• Action item
From the opening line of the records through the line bearing "eventfd setup failed.", set down every line exactly.

Stored data
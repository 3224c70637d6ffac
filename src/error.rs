use std::io;
use std::net::SocketAddr;

use thiserror::Error;

/// Errors that abort server startup. Per-connection failures never reach this
/// type; they end as an HTTP error status or a closed socket.
#[derive(Debug, Error)]
pub enum Error {
    /// Generic socket or file descriptor failure.
    #[error("I/O error: {0}")]
    Io(#[from] io::Error),
    /// The listening socket could not be bound.
    #[error("bind {addr}: {source}")]
    Bind {
        addr: SocketAddr,
        #[source]
        source: io::Error,
    },
    /// epoll or eventfd setup failed.
    #[error("poller setup: {0}")]
    Poller(io::Error),
    /// Signal handler installation or signal socketpair setup failed.
    #[error("signal setup: {0}")]
    Signal(io::Error),
    /// A configuration value was rejected.
    #[error("invalid configuration: {0}")]
    Config(String),
    /// An external resource handle could not be created.
    #[error("resource pool: {0}")]
    ResourcePool(String),
}

pub type Result<T> = std::result::Result<T, Error>;
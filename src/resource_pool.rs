//! Bounded pool of external-dependency handles with blocking checkout.
//!
//! All handles are created up front; `acquire` blocks on a semaphore seeded to
//! the capacity and never fails once the pool exists. A checked-out handle is
//! returned by dropping its [`PoolGuard`], so every exit path releases it.

use std::ops::{Deref, DerefMut};

use parking_lot::Mutex;

use crate::sync::Semaphore;

struct Slots<H> {
    free: Vec<H>,
    outstanding: usize,
}

pub struct ResourcePool<H> {
    slots: Mutex<Slots<H>>,
    available: Semaphore,
    capacity: usize,
}

impl<H> ResourcePool<H> {
    /// Create `capacity` handles with `connect`. The first failure aborts the
    /// whole pool.
    pub fn new<E, F>(capacity: usize, mut connect: F) -> Result<Self, E>
    where
        F: FnMut(usize) -> Result<H, E>,
    {
        let mut free = Vec::with_capacity(capacity);
        for id in 0..capacity {
            free.push(connect(id)?);
        }
        Ok(Self {
            slots: Mutex::new(Slots {
                free,
                outstanding: 0,
            }),
            available: Semaphore::new(capacity),
            capacity,
        })
    }

    /// Check out one handle, blocking while none are free.
    pub fn acquire(&self) -> PoolGuard<'_, H> {
        self.available.acquire();
        let mut slots = self.slots.lock();
        let handle = slots
            .free
            .pop()
            .unwrap_or_else(|| unreachable!("semaphore permit without a free handle"));
        slots.outstanding += 1;
        PoolGuard {
            pool: self,
            handle: Some(handle),
        }
    }

    fn release(&self, handle: H) {
        let mut slots = self.slots.lock();
        slots.free.push(handle);
        slots.outstanding -= 1;
        drop(slots);
        self.available.release();
    }

    pub fn capacity(&self) -> usize {
        self.capacity
    }

    /// `(free, outstanding)`; their sum is always the capacity.
    pub fn counts(&self) -> (usize, usize) {
        let slots = self.slots.lock();
        (slots.free.len(), slots.outstanding)
    }
}

/// A checked-out handle. Dropping it puts the handle back and wakes one waiter.
pub struct PoolGuard<'a, H> {
    pool: &'a ResourcePool<H>,
    handle: Option<H>,
}

impl<H> Deref for PoolGuard<'_, H> {
    type Target = H;

    fn deref(&self) -> &H {
        self.handle.as_ref().expect("handle present until drop")
    }
}

impl<H> DerefMut for PoolGuard<'_, H> {
    fn deref_mut(&mut self) -> &mut H {
        self.handle.as_mut().expect("handle present until drop")
    }
}

impl<H> Drop for PoolGuard<'_, H> {
    fn drop(&mut self) {
        if let Some(handle) = self.handle.take() {
            self.pool.release(handle);
        }
    }
}
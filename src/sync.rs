//! Blocking primitives shared by the worker pool, the resource pool and the
//! I/O-in-worker dispatch path.
//!
//! Both types are a `parking_lot` mutex paired with a condition variable; no
//! lock-free state.

use parking_lot::{Condvar, Mutex};

/// Counting semaphore. `release` wakes at most one blocked `acquire`.
pub struct Semaphore {
    permits: Mutex<usize>,
    cond: Condvar,
}

impl Semaphore {
    pub fn new(permits: usize) -> Self {
        Self {
            permits: Mutex::new(permits),
            cond: Condvar::new(),
        }
    }

    /// Block until a permit is available, then take it.
    pub fn acquire(&self) {
        let mut permits = self.permits.lock();
        while *permits == 0 {
            self.cond.wait(&mut permits);
        }
        *permits -= 1;
    }

    /// Take a permit if one is available right now.
    pub fn try_acquire(&self) -> bool {
        let mut permits = self.permits.lock();
        if *permits == 0 {
            return false;
        }
        *permits -= 1;
        true
    }

    pub fn release(&self) {
        let mut permits = self.permits.lock();
        *permits += 1;
        drop(permits);
        self.cond.notify_one();
    }

    /// Permits currently available.
    pub fn available(&self) -> usize {
        *self.permits.lock()
    }
}

/// Single-use rendezvous: one side calls `complete`, the other blocks in `wait`
/// until the value arrives.
pub struct Completion<T> {
    slot: Mutex<Option<T>>,
    cond: Condvar,
}

impl<T> Completion<T> {
    pub fn new() -> Self {
        Self {
            slot: Mutex::new(None),
            cond: Condvar::new(),
        }
    }

    pub fn complete(&self, value: T) {
        let mut slot = self.slot.lock();
        debug_assert!(slot.is_none(), "completion signalled twice");
        *slot = Some(value);
        drop(slot);
        self.cond.notify_one();
    }

    /// Block until `complete` has been called and take the value.
    pub fn wait(&self) -> T {
        let mut slot = self.slot.lock();
        loop {
            if let Some(value) = slot.take() {
                return value;
            }
            self.cond.wait(&mut slot);
        }
    }
}

impl<T> Default for Completion<T> {
    fn default() -> Self {
        Self::new()
    }
}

• Output
repository 3224c70637d6ffac
filename src/error.rs
use std::io;
use std::net::SocketAddr;

use thiserror::Error;

/// Errors that abort server startup. Per-connection failures never reach this
/// type; they end as an HTTP error status or a closed socket.
#[derive(Debug, Error)]
pub enum Error {
    /// Generic socket or file descriptor failure.
    #[error("I/O error: {0}")]
    Io(#[from] io::Error),
    /// The listening socket could not be bound.
    #[error("bind {addr}: {source}")]
    Bind {
        addr: SocketAddr,
        #[source]
        source: io::Error,
    },
    /// epoll or eventfd setup failed.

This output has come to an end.